PROBLEM DESCRIPTION ▸ For the word "tracing", find each line in the entries where it occurs and copy that line.

INFORMATION SUPPLIED ▸
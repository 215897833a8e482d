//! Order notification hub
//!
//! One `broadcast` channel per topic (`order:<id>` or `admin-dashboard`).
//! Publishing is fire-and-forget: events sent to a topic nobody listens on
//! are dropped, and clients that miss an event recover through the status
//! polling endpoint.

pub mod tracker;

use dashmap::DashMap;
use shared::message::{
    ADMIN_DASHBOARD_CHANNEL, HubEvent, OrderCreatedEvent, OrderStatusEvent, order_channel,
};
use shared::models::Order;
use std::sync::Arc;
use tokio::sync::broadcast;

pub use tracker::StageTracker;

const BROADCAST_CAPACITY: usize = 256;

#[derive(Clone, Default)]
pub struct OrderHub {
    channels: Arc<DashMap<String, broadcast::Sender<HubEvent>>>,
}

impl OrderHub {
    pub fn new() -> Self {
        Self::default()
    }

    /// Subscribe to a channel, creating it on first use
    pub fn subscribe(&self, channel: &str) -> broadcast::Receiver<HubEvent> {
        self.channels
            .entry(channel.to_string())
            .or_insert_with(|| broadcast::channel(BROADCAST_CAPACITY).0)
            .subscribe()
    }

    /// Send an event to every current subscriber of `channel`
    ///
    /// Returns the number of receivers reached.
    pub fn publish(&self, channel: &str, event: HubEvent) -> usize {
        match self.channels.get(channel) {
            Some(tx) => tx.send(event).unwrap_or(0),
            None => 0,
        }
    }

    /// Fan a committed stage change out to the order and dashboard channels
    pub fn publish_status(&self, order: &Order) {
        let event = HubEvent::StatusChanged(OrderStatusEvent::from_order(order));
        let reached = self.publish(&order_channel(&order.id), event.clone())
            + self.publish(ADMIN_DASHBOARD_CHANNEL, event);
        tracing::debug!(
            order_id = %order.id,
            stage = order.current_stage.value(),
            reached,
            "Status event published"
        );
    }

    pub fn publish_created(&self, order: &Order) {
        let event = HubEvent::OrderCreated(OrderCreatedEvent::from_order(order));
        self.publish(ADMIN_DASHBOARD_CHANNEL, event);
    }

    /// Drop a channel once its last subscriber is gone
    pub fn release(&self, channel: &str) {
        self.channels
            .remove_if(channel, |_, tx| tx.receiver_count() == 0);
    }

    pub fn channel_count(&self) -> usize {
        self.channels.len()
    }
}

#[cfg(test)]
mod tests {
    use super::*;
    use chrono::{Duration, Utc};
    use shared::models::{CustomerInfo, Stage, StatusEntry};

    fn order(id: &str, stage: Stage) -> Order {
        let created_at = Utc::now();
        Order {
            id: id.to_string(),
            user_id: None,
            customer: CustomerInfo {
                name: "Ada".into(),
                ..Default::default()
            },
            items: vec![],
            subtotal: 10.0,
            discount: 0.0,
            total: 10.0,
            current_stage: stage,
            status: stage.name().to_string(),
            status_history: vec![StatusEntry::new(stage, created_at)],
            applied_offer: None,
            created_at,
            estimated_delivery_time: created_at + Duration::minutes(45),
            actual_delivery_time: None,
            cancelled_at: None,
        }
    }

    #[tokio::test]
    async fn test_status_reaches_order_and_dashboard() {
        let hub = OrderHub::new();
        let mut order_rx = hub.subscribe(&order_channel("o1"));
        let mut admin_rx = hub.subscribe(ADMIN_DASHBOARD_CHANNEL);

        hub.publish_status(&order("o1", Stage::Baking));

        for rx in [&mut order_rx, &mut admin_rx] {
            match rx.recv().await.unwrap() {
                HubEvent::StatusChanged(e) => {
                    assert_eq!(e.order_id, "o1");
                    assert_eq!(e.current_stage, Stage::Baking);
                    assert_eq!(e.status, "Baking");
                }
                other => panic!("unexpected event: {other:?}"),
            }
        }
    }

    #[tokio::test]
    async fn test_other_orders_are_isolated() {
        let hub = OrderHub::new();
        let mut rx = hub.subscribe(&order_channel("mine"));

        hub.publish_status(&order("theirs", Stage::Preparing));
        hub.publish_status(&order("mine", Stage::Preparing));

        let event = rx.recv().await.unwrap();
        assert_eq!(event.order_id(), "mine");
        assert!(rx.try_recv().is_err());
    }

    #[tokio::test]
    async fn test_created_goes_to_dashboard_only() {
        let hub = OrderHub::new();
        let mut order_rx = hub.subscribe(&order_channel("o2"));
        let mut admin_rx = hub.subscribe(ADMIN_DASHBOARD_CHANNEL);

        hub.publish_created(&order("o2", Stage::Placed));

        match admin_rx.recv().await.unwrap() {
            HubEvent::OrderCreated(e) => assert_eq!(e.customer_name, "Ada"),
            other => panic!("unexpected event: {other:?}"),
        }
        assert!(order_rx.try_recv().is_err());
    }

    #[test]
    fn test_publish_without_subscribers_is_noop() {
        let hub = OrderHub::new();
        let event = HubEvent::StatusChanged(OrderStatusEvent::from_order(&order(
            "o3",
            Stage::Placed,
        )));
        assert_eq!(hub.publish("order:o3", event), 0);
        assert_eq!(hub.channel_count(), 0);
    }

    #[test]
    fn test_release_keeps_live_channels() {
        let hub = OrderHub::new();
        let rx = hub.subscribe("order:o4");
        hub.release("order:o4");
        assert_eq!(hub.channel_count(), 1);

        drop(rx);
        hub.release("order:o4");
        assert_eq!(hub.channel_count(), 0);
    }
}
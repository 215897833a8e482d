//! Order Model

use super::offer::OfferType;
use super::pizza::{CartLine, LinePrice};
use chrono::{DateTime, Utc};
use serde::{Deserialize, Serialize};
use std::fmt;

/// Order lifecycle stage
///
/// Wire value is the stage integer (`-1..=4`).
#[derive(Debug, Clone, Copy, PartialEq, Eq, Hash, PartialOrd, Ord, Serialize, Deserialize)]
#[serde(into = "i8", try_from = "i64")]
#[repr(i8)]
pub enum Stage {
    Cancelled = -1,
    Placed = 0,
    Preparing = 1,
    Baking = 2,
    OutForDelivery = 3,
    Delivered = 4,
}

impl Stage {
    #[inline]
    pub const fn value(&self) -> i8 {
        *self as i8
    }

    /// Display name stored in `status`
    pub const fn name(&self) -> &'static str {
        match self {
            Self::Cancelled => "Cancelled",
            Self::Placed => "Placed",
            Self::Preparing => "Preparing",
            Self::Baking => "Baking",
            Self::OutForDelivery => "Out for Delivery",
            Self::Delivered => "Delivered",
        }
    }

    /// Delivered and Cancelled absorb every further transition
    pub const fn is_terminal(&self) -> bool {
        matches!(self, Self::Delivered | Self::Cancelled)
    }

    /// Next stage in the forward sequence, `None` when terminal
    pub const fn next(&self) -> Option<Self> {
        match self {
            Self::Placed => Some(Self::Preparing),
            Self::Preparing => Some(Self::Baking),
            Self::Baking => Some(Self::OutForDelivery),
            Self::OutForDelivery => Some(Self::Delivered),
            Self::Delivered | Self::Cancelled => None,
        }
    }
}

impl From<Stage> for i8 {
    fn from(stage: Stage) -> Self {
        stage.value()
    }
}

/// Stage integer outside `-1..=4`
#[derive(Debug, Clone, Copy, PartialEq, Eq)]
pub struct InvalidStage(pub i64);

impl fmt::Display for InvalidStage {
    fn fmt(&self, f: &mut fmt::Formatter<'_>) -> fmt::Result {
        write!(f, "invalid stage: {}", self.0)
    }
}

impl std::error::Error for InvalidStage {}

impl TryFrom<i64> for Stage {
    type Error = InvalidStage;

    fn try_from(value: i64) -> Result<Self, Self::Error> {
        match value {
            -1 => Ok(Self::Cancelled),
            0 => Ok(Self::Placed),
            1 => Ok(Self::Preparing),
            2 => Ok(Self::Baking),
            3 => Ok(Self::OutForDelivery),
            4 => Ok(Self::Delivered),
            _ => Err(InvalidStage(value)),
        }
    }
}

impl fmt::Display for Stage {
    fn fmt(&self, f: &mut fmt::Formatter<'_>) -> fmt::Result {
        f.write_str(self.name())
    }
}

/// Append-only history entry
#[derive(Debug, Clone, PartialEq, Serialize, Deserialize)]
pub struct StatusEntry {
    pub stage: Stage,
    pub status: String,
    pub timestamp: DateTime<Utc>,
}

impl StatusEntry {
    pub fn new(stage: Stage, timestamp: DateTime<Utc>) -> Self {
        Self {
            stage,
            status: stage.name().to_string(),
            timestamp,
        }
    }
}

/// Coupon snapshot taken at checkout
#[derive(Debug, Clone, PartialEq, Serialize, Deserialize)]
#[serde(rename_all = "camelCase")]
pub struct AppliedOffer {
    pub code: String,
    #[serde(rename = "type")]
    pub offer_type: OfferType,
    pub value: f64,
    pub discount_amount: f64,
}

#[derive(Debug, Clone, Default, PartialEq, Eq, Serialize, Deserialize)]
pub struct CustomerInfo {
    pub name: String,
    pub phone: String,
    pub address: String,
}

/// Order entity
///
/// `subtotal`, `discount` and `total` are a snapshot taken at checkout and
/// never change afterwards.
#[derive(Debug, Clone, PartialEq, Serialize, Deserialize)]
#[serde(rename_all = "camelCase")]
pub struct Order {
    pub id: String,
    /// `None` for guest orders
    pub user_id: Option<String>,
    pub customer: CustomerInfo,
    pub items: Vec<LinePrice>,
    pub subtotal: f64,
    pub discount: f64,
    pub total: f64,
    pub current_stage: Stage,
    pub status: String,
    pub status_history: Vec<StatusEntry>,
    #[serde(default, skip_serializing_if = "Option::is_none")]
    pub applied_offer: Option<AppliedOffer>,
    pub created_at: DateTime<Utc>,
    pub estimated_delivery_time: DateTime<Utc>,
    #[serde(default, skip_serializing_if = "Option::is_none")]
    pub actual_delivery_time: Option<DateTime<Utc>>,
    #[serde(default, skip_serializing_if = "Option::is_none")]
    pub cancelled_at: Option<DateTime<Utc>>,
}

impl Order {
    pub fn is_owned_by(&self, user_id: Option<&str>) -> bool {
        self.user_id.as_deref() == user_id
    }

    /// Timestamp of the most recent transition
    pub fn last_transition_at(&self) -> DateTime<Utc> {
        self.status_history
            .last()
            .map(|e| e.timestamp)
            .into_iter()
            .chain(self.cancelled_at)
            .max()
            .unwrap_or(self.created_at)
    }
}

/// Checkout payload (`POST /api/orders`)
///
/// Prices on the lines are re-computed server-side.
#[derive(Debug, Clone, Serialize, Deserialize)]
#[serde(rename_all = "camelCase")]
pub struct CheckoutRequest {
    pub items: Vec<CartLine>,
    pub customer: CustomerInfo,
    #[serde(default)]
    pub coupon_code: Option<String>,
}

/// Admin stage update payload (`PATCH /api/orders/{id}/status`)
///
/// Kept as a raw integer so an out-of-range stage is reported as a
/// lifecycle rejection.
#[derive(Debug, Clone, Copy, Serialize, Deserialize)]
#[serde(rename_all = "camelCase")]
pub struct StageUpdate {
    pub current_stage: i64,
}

--

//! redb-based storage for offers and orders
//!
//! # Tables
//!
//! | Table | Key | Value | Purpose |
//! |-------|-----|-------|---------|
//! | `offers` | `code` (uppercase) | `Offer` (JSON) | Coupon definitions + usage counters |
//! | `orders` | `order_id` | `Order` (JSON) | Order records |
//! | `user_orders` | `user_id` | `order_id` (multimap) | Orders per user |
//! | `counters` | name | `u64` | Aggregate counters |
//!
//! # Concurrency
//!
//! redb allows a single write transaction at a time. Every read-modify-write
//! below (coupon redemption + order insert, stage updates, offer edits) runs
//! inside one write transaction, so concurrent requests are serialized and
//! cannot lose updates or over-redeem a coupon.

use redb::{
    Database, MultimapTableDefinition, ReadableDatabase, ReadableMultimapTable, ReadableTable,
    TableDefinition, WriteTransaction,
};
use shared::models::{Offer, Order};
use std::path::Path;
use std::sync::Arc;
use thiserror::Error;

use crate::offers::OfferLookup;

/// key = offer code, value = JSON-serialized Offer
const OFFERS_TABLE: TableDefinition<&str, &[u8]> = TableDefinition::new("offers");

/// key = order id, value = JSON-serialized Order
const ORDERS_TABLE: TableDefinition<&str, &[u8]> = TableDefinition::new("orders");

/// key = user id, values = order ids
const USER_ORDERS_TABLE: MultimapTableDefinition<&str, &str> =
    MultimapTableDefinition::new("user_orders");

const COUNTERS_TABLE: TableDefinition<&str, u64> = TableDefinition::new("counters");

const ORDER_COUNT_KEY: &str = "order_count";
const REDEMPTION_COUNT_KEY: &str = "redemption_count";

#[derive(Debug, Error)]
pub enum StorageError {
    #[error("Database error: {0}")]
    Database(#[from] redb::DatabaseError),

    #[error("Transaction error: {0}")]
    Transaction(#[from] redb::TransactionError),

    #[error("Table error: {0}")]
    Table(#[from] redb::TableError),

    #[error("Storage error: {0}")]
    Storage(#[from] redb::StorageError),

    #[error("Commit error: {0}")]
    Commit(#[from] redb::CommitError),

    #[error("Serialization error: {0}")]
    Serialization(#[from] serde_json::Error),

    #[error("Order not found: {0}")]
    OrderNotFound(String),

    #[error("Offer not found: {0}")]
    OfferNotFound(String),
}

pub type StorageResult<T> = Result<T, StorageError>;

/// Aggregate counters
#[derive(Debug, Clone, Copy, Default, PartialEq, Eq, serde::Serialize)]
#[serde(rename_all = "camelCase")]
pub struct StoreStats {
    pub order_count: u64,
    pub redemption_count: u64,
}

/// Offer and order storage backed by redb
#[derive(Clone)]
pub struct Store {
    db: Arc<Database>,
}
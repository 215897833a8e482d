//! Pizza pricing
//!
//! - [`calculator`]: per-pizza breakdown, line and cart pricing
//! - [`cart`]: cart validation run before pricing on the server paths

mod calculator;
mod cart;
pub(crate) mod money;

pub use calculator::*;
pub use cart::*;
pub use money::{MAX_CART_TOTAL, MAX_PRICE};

--

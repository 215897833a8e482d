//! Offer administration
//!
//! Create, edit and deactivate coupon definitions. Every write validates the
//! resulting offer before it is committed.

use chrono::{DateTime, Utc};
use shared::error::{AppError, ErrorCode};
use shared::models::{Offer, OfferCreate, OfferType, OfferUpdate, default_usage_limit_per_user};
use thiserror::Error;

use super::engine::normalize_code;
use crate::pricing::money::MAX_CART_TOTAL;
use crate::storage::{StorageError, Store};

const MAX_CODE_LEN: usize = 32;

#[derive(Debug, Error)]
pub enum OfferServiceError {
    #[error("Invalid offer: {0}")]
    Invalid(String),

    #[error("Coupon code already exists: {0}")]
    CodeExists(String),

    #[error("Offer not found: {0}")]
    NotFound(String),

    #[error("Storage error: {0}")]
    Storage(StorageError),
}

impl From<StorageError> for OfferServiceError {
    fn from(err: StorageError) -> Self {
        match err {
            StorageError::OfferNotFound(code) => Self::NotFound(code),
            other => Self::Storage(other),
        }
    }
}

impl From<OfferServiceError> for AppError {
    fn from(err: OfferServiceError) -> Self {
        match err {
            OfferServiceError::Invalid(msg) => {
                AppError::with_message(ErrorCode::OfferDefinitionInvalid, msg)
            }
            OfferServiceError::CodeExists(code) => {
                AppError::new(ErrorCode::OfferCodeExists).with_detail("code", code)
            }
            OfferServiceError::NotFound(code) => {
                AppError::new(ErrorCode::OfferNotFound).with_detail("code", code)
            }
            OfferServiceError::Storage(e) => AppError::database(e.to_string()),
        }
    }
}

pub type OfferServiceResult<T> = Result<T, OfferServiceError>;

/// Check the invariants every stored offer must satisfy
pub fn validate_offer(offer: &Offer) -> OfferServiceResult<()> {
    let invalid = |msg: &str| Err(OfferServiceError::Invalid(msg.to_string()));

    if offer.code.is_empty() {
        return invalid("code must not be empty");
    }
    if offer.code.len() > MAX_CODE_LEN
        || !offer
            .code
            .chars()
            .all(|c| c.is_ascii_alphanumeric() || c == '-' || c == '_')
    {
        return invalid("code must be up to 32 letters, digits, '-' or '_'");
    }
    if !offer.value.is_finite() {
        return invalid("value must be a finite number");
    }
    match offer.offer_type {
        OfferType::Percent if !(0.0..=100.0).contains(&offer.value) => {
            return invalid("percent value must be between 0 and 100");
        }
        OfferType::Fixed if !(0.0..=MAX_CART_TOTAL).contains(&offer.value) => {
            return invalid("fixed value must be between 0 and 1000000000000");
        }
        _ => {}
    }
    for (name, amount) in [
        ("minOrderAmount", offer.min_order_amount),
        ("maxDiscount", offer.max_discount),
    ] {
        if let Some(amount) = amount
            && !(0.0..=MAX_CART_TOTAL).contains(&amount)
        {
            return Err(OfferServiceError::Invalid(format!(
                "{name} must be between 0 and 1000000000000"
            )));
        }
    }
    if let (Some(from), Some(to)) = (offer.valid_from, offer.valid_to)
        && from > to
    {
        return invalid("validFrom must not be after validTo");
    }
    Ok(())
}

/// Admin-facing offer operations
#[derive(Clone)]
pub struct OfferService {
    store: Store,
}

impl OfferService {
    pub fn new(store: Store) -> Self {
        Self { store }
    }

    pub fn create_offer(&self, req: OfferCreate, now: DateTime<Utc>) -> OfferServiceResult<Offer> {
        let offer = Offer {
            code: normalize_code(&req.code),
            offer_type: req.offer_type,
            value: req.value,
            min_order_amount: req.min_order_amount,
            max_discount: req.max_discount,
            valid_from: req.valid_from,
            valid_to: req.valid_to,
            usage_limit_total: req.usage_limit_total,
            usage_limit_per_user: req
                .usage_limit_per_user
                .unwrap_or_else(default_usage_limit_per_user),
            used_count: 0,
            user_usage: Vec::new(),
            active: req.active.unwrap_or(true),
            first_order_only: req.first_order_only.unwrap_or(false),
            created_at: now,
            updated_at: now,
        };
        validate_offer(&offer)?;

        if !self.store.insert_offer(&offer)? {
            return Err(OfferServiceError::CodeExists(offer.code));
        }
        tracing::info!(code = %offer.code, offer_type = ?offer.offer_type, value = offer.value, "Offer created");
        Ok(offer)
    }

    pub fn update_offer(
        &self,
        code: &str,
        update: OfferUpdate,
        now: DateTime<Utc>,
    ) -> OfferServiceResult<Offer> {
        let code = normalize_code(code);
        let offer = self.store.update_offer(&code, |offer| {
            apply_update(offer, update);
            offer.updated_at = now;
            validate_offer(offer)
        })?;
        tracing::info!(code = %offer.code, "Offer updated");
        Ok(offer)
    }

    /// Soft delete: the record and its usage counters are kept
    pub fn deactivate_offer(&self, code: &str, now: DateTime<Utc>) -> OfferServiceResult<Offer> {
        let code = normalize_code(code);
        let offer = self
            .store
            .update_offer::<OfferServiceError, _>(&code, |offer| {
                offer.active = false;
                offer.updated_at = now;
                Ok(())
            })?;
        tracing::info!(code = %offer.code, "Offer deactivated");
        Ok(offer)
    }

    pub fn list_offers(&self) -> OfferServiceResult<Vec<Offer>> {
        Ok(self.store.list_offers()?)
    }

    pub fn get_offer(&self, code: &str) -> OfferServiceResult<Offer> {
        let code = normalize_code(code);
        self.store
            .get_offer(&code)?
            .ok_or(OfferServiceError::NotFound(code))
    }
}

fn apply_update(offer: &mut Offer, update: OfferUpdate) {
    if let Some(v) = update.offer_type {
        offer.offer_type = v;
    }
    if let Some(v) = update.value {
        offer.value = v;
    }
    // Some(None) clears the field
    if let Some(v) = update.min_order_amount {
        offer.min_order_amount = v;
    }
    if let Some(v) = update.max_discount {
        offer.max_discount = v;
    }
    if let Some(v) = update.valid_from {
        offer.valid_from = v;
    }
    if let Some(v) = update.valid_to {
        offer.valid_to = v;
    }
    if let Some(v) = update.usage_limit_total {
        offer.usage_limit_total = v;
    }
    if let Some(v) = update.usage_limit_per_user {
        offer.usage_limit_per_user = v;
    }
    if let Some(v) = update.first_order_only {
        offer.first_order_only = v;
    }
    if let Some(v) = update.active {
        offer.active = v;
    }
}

EXERCISE OUTPUT ▸
        tracing::debug!(
        tracing::info!(code = %offer.code, offer_type = ?offer.offer_type, value = offer.value, "Offer created");
        tracing::info!(code = %offer.code, "Offer updated");
        tracing::info!(code = %offer.code, "Offer deactivated");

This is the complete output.